TASK ITEM: Where the string "volumes" occurs in a line of the data below, that line should be copied.

PROVIDED RECORDS:
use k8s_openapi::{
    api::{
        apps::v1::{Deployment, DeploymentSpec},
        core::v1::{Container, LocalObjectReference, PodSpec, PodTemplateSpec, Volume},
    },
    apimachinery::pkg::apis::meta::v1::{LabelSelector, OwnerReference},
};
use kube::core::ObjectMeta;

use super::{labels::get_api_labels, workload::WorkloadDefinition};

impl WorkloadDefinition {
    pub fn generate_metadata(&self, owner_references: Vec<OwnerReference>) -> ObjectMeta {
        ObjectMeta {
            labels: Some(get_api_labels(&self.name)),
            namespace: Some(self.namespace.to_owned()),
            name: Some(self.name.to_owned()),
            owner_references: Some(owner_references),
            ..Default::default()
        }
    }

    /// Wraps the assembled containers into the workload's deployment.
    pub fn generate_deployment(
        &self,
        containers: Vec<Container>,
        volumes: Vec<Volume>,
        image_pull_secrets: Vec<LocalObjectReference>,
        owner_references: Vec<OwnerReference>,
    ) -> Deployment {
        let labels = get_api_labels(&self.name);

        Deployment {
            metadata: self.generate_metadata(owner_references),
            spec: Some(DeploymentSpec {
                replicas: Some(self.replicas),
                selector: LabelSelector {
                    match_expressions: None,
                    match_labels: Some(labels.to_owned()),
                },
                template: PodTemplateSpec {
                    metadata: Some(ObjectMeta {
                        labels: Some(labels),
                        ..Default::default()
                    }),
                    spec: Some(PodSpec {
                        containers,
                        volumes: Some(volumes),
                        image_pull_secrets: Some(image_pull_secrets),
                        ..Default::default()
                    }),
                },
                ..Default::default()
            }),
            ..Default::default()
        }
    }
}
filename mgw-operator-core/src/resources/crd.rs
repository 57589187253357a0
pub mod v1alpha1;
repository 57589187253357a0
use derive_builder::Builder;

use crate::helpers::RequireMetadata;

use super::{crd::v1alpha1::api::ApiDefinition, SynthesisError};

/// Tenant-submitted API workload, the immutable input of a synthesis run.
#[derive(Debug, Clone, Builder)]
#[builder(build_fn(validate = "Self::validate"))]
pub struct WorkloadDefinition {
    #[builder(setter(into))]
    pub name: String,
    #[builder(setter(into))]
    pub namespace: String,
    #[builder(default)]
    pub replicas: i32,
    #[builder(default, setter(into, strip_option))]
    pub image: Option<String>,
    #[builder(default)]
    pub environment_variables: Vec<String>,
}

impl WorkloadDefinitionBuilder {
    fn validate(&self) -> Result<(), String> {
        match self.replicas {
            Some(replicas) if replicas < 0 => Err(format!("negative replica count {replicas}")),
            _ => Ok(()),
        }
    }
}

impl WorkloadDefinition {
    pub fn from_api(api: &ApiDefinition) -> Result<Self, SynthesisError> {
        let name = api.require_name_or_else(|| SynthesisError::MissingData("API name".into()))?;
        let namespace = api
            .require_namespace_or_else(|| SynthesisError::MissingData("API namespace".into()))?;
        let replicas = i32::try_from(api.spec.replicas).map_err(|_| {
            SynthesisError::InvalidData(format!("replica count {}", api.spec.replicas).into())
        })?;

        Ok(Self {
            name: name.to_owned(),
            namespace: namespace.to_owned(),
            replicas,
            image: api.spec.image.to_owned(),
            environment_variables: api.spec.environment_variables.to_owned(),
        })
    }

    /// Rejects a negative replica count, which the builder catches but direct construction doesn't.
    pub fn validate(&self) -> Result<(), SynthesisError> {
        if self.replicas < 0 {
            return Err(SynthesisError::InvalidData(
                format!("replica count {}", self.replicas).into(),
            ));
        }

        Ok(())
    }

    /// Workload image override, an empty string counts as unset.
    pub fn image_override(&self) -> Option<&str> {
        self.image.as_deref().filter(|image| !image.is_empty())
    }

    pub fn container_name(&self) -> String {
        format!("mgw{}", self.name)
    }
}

ANSWER FOR THIS EXERCISE:
        volumes: Vec<Volume>,
                        volumes: Some(volumes),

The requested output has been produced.